- _Work request_: Transcribe exactly the lines from the one containing "The engine cannot" through the last line of the listing below, inclusive, and nothing beyond them.

- _Provided information_:

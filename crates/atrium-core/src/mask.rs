//! Secret masking and edit-diff rules.
//!
//! This module is the single source of truth for the mask token and for the
//! rule that keeps a display placeholder from ever being written back over a
//! real secret. It is deliberately free of storage concerns so the rules can
//! be tested in isolation.
//!
//! # Masking policy
//!
//! A secret field always displays as [`MASK_TOKEN`], whether its stored
//! value is empty, unset, short, or long. Showing "not configured" for an
//! unset secret would leak set-vs-unset to any caller that can read the
//! configuration shape, so the engine does not do it.

use crate::registry::ValueType;

/// The fixed placeholder shown in place of every secret value.
///
/// Twelve bullet characters. Fixed length by design: the mask must carry no
/// information about the real value, including its length.
pub const MASK_TOKEN: &str = "••••••••••••";

/// Mask a value for display.
///
/// Non-secret values pass through unchanged. Secret values are replaced by
/// [`MASK_TOKEN`] irrespective of content or length.
#[must_use]
pub fn mask(value: &str, value_type: ValueType) -> String {
    match value_type {
        ValueType::Secret => MASK_TOKEN.to_owned(),
        ValueType::Text | ValueType::Number | ValueType::Url => value.to_owned(),
    }
}

/// Whether a submitted value is exactly the mask placeholder.
///
/// Full-string comparison only. A real secret that happens to *start* with
/// bullet characters is a real secret and must not be discarded.
#[must_use]
pub fn is_mask_placeholder(value: &str) -> bool {
    value == MASK_TOKEN
}

/// Outcome of diffing a proposed value against the current one.
#[derive(Debug, Clone, PartialEq, Eq)]
pub enum FieldEdit {
    /// Persist this new value.
    Set(String),
    /// The proposal changes nothing — skip it.
    NoOp,
}

/// Decide whether a proposed value is a genuine edit.
///
/// For non-secret fields any difference from the current value is an edit.
/// For secret fields, a proposal is an edit only when it is non-empty and
/// not the mask placeholder — an untouched secret comes back from the
/// client as the mask, and writing that through would corrupt the stored
/// value.
#[must_use]
pub fn diff(value_type: ValueType, current: &str, proposed: &str) -> FieldEdit {
    match value_type {
        ValueType::Secret => {
            if proposed.is_empty() || is_mask_placeholder(proposed) {
                FieldEdit::NoOp
            } else {
                FieldEdit::Set(proposed.to_owned())
            }
        }
        ValueType::Text | ValueType::Number | ValueType::Url => {
            if proposed == current {
                FieldEdit::NoOp
            } else {
                FieldEdit::Set(proposed.to_owned())
            }
        }
    }
}

#[cfg(test)]
mod tests {
    use super::*;

    #[test]
    fn non_secret_values_pass_through_unmasked() {
        assert_eq!(mask("db.internal", ValueType::Text), "db.internal");
        assert_eq!(mask("1433", ValueType::Number), "1433");
        assert_eq!(mask("https://x", ValueType::Url), "https://x");
    }

    #[test]
    fn secret_is_masked_regardless_of_length() {
        assert_eq!(mask("", ValueType::Secret), MASK_TOKEN);
        assert_eq!(mask("x", ValueType::Secret), MASK_TOKEN);
        assert_eq!(mask(&"a".repeat(500), ValueType::Secret), MASK_TOKEN);
    }

    #[test]
    fn mask_token_never_equals_its_input() {
        // The token must not round-trip as a plausible secret value check.
        assert_ne!(mask("Secr3t!", ValueType::Secret), "Secr3t!");
    }

    #[test]
    fn placeholder_match_is_exact() {
        assert!(is_mask_placeholder(MASK_TOKEN));
        assert!(!is_mask_placeholder(""));
        // Prefix of the token is not the token.
        assert!(!is_mask_placeholder("••••"));
        // A real secret starting with the token must not match.
        let tricky = format!("{MASK_TOKEN}suffix");
        assert!(!is_mask_placeholder(&tricky));
    }

    #[test]
    fn diff_non_secret_any_change_is_edit() {
        assert_eq!(
            diff(ValueType::Text, "old-host", "new-host"),
            FieldEdit::Set("new-host".to_owned())
        );
        assert_eq!(diff(ValueType::Text, "same", "same"), FieldEdit::NoOp);
        // Clearing a non-secret field is a legitimate edit.
        assert_eq!(
            diff(ValueType::Text, "something", ""),
            FieldEdit::Set(String::new())
        );
    }

    #[test]
    fn diff_secret_mask_is_noop() {
        assert_eq!(diff(ValueType::Secret, "real", MASK_TOKEN), FieldEdit::NoOp);
    }

    #[test]
    fn diff_secret_empty_is_noop() {
        assert_eq!(diff(ValueType::Secret, "real", ""), FieldEdit::NoOp);
    }

    #[test]
    fn diff_secret_genuine_value_is_edit() {
        assert_eq!(
            diff(ValueType::Secret, "old", "new-secret"),
            FieldEdit::Set("new-secret".to_owned())
        );
    }

    #[test]
    fn diff_secret_starting_with_mask_chars_is_kept() {
        let tricky = format!("{MASK_TOKEN}tail");
        assert_eq!(
            diff(ValueType::Secret, "old", &tricky),
            FieldEdit::Set(tricky.clone())
        );
    }

    #[test]
    fn diff_secret_same_as_current_still_writes() {
        // The engine cannot tell "retyped the same secret" from "new
        // secret" without comparing plaintext, and an overwrite with the
        // identical value is harmless.
        assert_eq!(
            diff(ValueType::Secret, "same", "same"),
            FieldEdit::Set("same".to_owned())
        );
    }
}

- _Response_:
        // The engine cannot tell "retyped the same secret" from "new
        // secret" without comparing plaintext, and an overwrite with the
        // identical value is harmless.
        assert_eq!(
            diff(ValueType::Secret, "same", "same"),
            FieldEdit::Set("same".to_owned())
        );
    }
}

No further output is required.